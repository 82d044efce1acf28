// Copyright (c) 2025 Geoffrey Huntley <ghuntley@ghuntley.com>. All rights reserved.
// SPDX-License-Identifier: Proprietary

//! End-to-end tests for the reqwest transport against a local mock server.

use std::sync::Arc;
use std::time::Duration;

use chatbase::{
	ChatbaseError, Dispatcher, Endpoints, HttpTransport, JsonCodec, Message, MessageId,
	Transport, SDK_NAME,
};
use serde_json::{json, Value};
use tokio_test::{assert_err, assert_ok};
use wiremock::matchers::{body_partial_json, header, method, path};
use wiremock::{Mock, MockServer, ResponseTemplate};

fn dispatcher(server: &MockServer, transport: Arc<HttpTransport>) -> Dispatcher {
	Dispatcher::new(
		"api-key",
		Endpoints::from_base_url(&server.uri()),
		JsonCodec::default(),
		transport,
	)
}

fn http_transport() -> Arc<HttpTransport> {
	Arc::new(HttpTransport::new(Duration::from_secs(5)).unwrap())
}

#[tokio::test]
async fn test_post_sends_json_headers() {
	let server = MockServer::start().await;
	Mock::given(method("POST"))
		.and(path("/api/message"))
		.and(header("content-type", "application/json"))
		.and(header("accept", "text/plain"))
		.respond_with(ResponseTemplate::new(200).set_body_json(json!({"message_id": "12345"})))
		.expect(1)
		.mount(&server)
		.await;

	let transport = http_transport();
	let response = transport
		.post(&format!("{}/api/message", server.uri()), b"{}".to_vec())
		.await
		.unwrap();

	assert_eq!(response.status, 200);
	let body: Value = serde_json::from_str(&response.body).unwrap();
	assert_eq!(body["message_id"], "12345");

	let requests = server.received_requests().await.unwrap();
	let agent = requests[0].headers.get("user-agent").unwrap().to_str().unwrap();
	assert!(agent.starts_with(SDK_NAME));
}

#[tokio::test]
async fn test_post_passes_error_statuses_through() {
	let server = MockServer::start().await;
	Mock::given(method("POST"))
		.respond_with(ResponseTemplate::new(503).set_body_string("unavailable"))
		.mount(&server)
		.await;

	let response = http_transport()
		.post(&format!("{}/api/click", server.uri()), b"{}".to_vec())
		.await
		.unwrap();

	assert_eq!(response.status, 503);
	assert_eq!(response.body, "unavailable");
}

#[tokio::test]
async fn test_connection_failure_is_request_failed() {
	// Nothing listens on the discard port.
	let result = http_transport()
		.post("http://127.0.0.1:9/api/message", b"{}".to_vec())
		.await;

	assert!(matches!(result, Err(ChatbaseError::RequestFailed(_))));
}

#[tokio::test]
async fn test_close_is_idempotent_and_blocks_requests() {
	let transport = http_transport();
	transport.close().await;
	transport.close().await;

	assert!(transport.is_closed().await);
	let result = transport.post("http://127.0.0.1:9/", Vec::new()).await;
	assert!(matches!(result, Err(ChatbaseError::ClientShutdown)));
}

#[tokio::test]
async fn test_dispatcher_message_round_trip() {
	let server = MockServer::start().await;
	Mock::given(method("POST"))
		.and(path("/api/message"))
		.and(body_partial_json(json!({
			"api_key": "api-key",
			"type": "user",
			"user_id": "123456",
			"platform": "Web",
			"intent": "greeting",
		})))
		.respond_with(
			ResponseTemplate::new(200).set_body_json(json!({"message_id": "12345", "status": 200})),
		)
		.expect(1)
		.mount(&server)
		.await;

	let dispatcher = dispatcher(&server, http_transport());
	let msg = Message::builder("123456", "Web").intent("greeting").build();

	let id = assert_ok!(dispatcher.send_message(&msg).await);
	assert_eq!(id, MessageId::from("12345"));
}

#[tokio::test]
async fn test_dispatcher_maps_bad_request() {
	let server = MockServer::start().await;
	Mock::given(method("POST"))
		.and(path("/api/messages"))
		.respond_with(
			ResponseTemplate::new(400).set_body_json(json!({"reason": "bad", "status": 400})),
		)
		.mount(&server)
		.await;

	let dispatcher = dispatcher(&server, http_transport());
	let msgs = vec![Message::builder("1", "Web").build()];

	let err = assert_err!(dispatcher.send_messages(&msgs).await);
	match err {
		ChatbaseError::RemoteRejected { reason } => assert_eq!(reason, "bad"),
		other => panic!("expected RemoteRejected, got {other:?}"),
	}
}

#[tokio::test]
async fn test_dispatcher_maps_server_error() {
	let server = MockServer::start().await;
	Mock::given(method("POST"))
		.and(path("/apis/v1/events/insert"))
		.respond_with(ResponseTemplate::new(500))
		.mount(&server)
		.await;

	let dispatcher = dispatcher(&server, http_transport());
	let event = chatbase::Event::builder("1", "signup").build();

	let err = assert_err!(dispatcher.send_event(&event).await);
	assert!(matches!(err, ChatbaseError::RemoteUnknown { status: 500 }));
}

------

## EXERCISE REQUIREMENTS
Please say how many lines in the records contain the word "type", and give only that number.

## RESPONSE TO THIS TASK
2